BEGIN Supplied records
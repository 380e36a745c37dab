//! Occupancy grid store: growable grid plus map record handling.

pub mod grid;
pub mod record;

pub use grid::{OccupancyGrid, UNOBSERVED};
pub use record::{MapRecord, MapStore};
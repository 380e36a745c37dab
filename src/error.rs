//! Error types for yantra-link

/// Result type alias
pub type Result<T> = std::result::Result<T, Error>;

/// yantra-link error types
#[derive(Debug, thiserror::Error)]
pub enum Error {
    /// I/O error
    #[error("I/O error: {0}")]
    Io(#[from] std::io::Error),

    /// TCP connect failure
    #[error("Connection failed: {0}")]
    Connection(String),

    /// Send attempted without an established connection
    #[error("Connection wasn't started")]
    NotConnected,

    /// Corrupt or impossible frame header
    #[error("Protocol error: {0}")]
    Protocol(String),

    /// Malformed map record payload
    #[error("Map record parse error: {0}")]
    Parse(String),

    /// Configuration load/parse failure
    #[error("Config error: {0}")]
    Config(String),

    /// Generic error with message
    #[error("{0}")]
    Other(String),
}

impl From<serde_json::Error> for Error {
    fn from(e: serde_json::Error) -> Self {
        Error::Parse(e.to_string())
    }
}

impl From<toml::de::Error> for Error {
    fn from(e: toml::de::Error) -> Self {
        Error::Config(e.to_string())
    }
}
use super::types::*;
use super::{SourceError, WeatherSource};
use async_trait::async_trait;
use chrono::Utc;
use std::collections::HashMap;

const THREE_HOURS: i64 = 3 * 3600;

/// In-memory stand-in for the remote API, used when no API key is configured
/// and as the default data source in tests.
pub struct SampleWeatherSource;

impl SampleWeatherSource {
    pub fn new() -> Self {
        Self
    }
}

#[async_trait]
impl WeatherSource for SampleWeatherSource {
    async fn fetch_current(&self, location: &str) -> Result<CurrentResponse, SourceError> {
        let now = Utc::now();
        let (city, region) = split_location(location);

        // Diurnal temperature variation around a mild baseline
        let hour_frac = (now.timestamp() % 86_400) as f64 / 86_400.0;
        let temp = 18.0 + 6.0 * (hour_frac * std::f64::consts::TAU).sin();

        let start_of_day = now.timestamp() - now.timestamp() % 86_400;

        let uv_forecast = (12..17)
            .map(|hour| UvForecastPoint {
                time: format!("{} PM", hour - 12 + 1),
                uv: 4.0 + 3.0 * fastrand::f64(),
            })
            .collect();

        Ok(CurrentResponse {
            name: city,
            sys: CurrentSys {
                country: region,
                sunrise: start_of_day + 6 * 3600 + 42 * 60,
                sunset: start_of_day + 19 * 3600 + 23 * 60,
            },
            main: CurrentMain {
                temp,
                feels_like: temp - 1.5,
                temp_min: temp - 4.0,
                temp_max: temp + 3.0,
                pressure: 1010.0 + 8.0 * fastrand::f64(),
                humidity: 45.0 + 30.0 * fastrand::f64(),
            },
            weather: vec![WeatherCondition {
                main: "Clouds".to_string(),
                description: "scattered clouds".to_string(),
            }],
            wind: Wind {
                speed: 2.0 + 4.0 * fastrand::f64(),
                deg: 360.0 * fastrand::f64(),
            },
            dt: now.timestamp(),
            timezone: 0,
            aqi: 42,
            uvi: 6.0,
            uv_forecast,
        })
    }

    async fn fetch_forecast(&self, _location: &str) -> Result<ForecastResponse, SourceError> {
        // Align entries to 3-hour boundaries like the real forecast endpoint
        let base = (Utc::now().timestamp() / THREE_HOURS) * THREE_HOURS;

        let list = (0..16)
            .map(|step| {
                let mut rain = None;
                let mut snow = None;
                if step % 4 == 1 {
                    // Occasional rain
                    let mut amounts = HashMap::new();
                    amounts.insert("3h".to_string(), (1.0 + fastrand::f64() * 29.0).round() / 10.0);
                    rain = Some(amounts);
                } else if step == 11 {
                    let mut amounts = HashMap::new();
                    amounts.insert("3h".to_string(), 0.5);
                    snow = Some(amounts);
                }

                ForecastEntry {
                    dt: base + step * THREE_HOURS,
                    rain,
                    snow,
                }
            })
            .collect();

        Ok(ForecastResponse { list })
    }
}

fn split_location(location: &str) -> (String, String) {
    match location.split_once(',') {
        Some((city, region)) => (city.trim().to_string(), region.trim().to_string()),
        None => (location.trim().to_string(), "US".to_string()),
    }
}
use crate::mapper::{self, MapError};
use crate::sections::{SectionError, SectionKind, SectionRegistry};
use crate::source::types::{CurrentResponse, ForecastResponse};
use crate::source::{SourceError, WeatherSource};
use thiserror::Error;

#[derive(Error, Debug)]
pub enum ControllerError {
    #[error("Weather source failed: {0}")]
    Source(#[from] SourceError),
    #[error("Mapping fetched data failed: {0}")]
    Map(#[from] MapError),
    #[error("Section update failed: {0}")]
    Section(#[from] SectionError),
}

/// What a `change_location` call did to the application state.
#[derive(Debug, Clone, Copy, PartialEq, Eq)]
pub enum ChangeOutcome {
    /// Fetched data was applied and the registry re-derived.
    Updated,
    /// Empty input; no fetch was issued.
    Ignored,
    /// A newer request was issued while this one was in flight; its results
    /// were discarded.
    Stale,
}

/// Confirmation signal emitted after a successful location change.
pub trait Haptics: Send + Sync {
    fn pulse(&self);
}

/// The process has no vibration motor, so the confirmation lands in the log.
pub struct LogHaptics;

impl Haptics for LogHaptics {
    fn pulse(&self) {
        tracing::debug!("haptic pulse");
    }
}

/// Everything the display reads: the current location, the last fetched
/// payloads, and the ordered section list. Mutated only by the controller,
/// one whole-state commit per applied request.
#[derive(Debug)]
pub struct AppState {
    pub location: String,
    pub current: Option<CurrentResponse>,
    pub forecast: Option<ForecastResponse>,
    pub sections: SectionRegistry,
}

impl AppState {
    pub fn new(location: String) -> Self {
        Self {
            location,
            current: None,
            forecast: None,
            sections: SectionRegistry::with_sample_data(),
        }
    }
}

pub struct AppController<S> {
    source: S,
    haptics: Box<dyn Haptics>,
    state: AppState,
    latest_request: u64,
}

impl<S: WeatherSource> AppController<S> {
    pub fn new(source: S, haptics: Box<dyn Haptics>, initial_location: String) -> Self {
        Self {
            source,
            haptics,
            state: AppState::new(initial_location),
            latest_request: 0,
        }
    }

    pub fn state(&self) -> &AppState {
        &self.state
    }

    pub fn location(&self) -> &str {
        &self.state.location
    }

    pub fn sections(&self) -> &SectionRegistry {
        &self.state.sections
    }

    /// Fetches weather for the new location and re-derives every
    /// data-dependent section. Empty input is a no-op; a failed fetch or
    /// mapping leaves the state exactly as it was and surfaces the error.
    pub async fn change_location(&mut self, input: &str) -> Result<ChangeOutcome, ControllerError> {
        let location = input.trim();
        if location.is_empty() {
            return Ok(ChangeOutcome::Ignored);
        }

        let token = self.begin_request();

        let current = match self.source.fetch_current(location).await {
            Ok(current) => current,
            Err(error) => {
                tracing::warn!(location, %error, "current conditions fetch failed");
                return Err(error.into());
            }
        };

        let forecast = match self.source.fetch_forecast(location).await {
            Ok(forecast) => forecast,
            Err(error) => {
                tracing::warn!(location, %error, "forecast fetch failed");
                return Err(error.into());
            }
        };

        self.apply_update(token, location.to_string(), current, forecast)
    }

    /// Issues a sequence number for a new request. Only the most recently
    /// issued number may commit, so overlapping calls resolve to the newest
    /// request rather than to whichever response lands last.
    fn begin_request(&mut self) -> u64 {
        self.latest_request += 1;
        self.latest_request
    }

    fn apply_update(
        &mut self,
        token: u64,
        location: String,
        current: CurrentResponse,
        forecast: ForecastResponse,
    ) -> Result<ChangeOutcome, ControllerError> {
        if token != self.latest_request {
            tracing::debug!(token, latest = self.latest_request, "discarding stale response");
            return Ok(ChangeOutcome::Stale);
        }

        // Derive every data-dependent section before committing anything, so
        // a mapping failure cannot leave a partial update behind. Sections
        // with no data dependency keep their existing props.
        let sections = self
            .state
            .sections
            .update_section(SectionKind::Main.key(), mapper::main_props(&current)?)?
            .update_section(SectionKind::Metrics.key(), mapper::metrics_props(&current))?
            .update_section(
                SectionKind::AirQuality.key(),
                mapper::air_quality_props(&current),
            )?
            .update_section(
                SectionKind::Precipitation.key(),
                mapper::precipitation_props(&current, &forecast)?,
            )?
            .update_section(SectionKind::UvIndex.key(), mapper::uv_props(&current))?;

        self.state.location = location;
        self.state.current = Some(current);
        self.state.forecast = Some(forecast);
        self.state.sections = sections;
        self.haptics.pulse();

        Ok(ChangeOutcome::Updated)
    }
}
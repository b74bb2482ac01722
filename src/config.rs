use serde::{Deserialize, Serialize};
use std::env;

#[derive(Clone, Debug, Serialize, Deserialize)]
pub struct Config {
    pub openweather_api_key: Option<String>,
    pub openweather_base_url: String,
    pub openweather_current_path: String,
    pub openweather_forecast_path: String,
    pub units: String,
    pub default_location: String,
}

impl Config {
    pub fn from_env() -> anyhow::Result<Self> {
        Ok(Config {
            openweather_api_key: env::var("OPENWEATHER_API_KEY").ok(),
            openweather_base_url: env::var("OPENWEATHER_BASE_URL")
                .unwrap_or_else(|_| "https://api.openweathermap.org".to_string()),
            openweather_current_path: env::var("OPENWEATHER_CURRENT_PATH")
                .unwrap_or_else(|_| "/data/2.5/weather".to_string()),
            openweather_forecast_path: env::var("OPENWEATHER_FORECAST_PATH")
                .unwrap_or_else(|_| "/data/2.5/forecast".to_string()),
            units: env::var("WEATHER_UNITS").unwrap_or_else(|_| "metric".to_string()),
            default_location: env::var("DEFAULT_LOCATION")
                .unwrap_or_else(|_| "San Francisco, CA".to_string()),
        })
    }
}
END Supplied records
Action item
Go through the lines above and count those that include "Protocol"; give the total and nothing more.

Your solution
2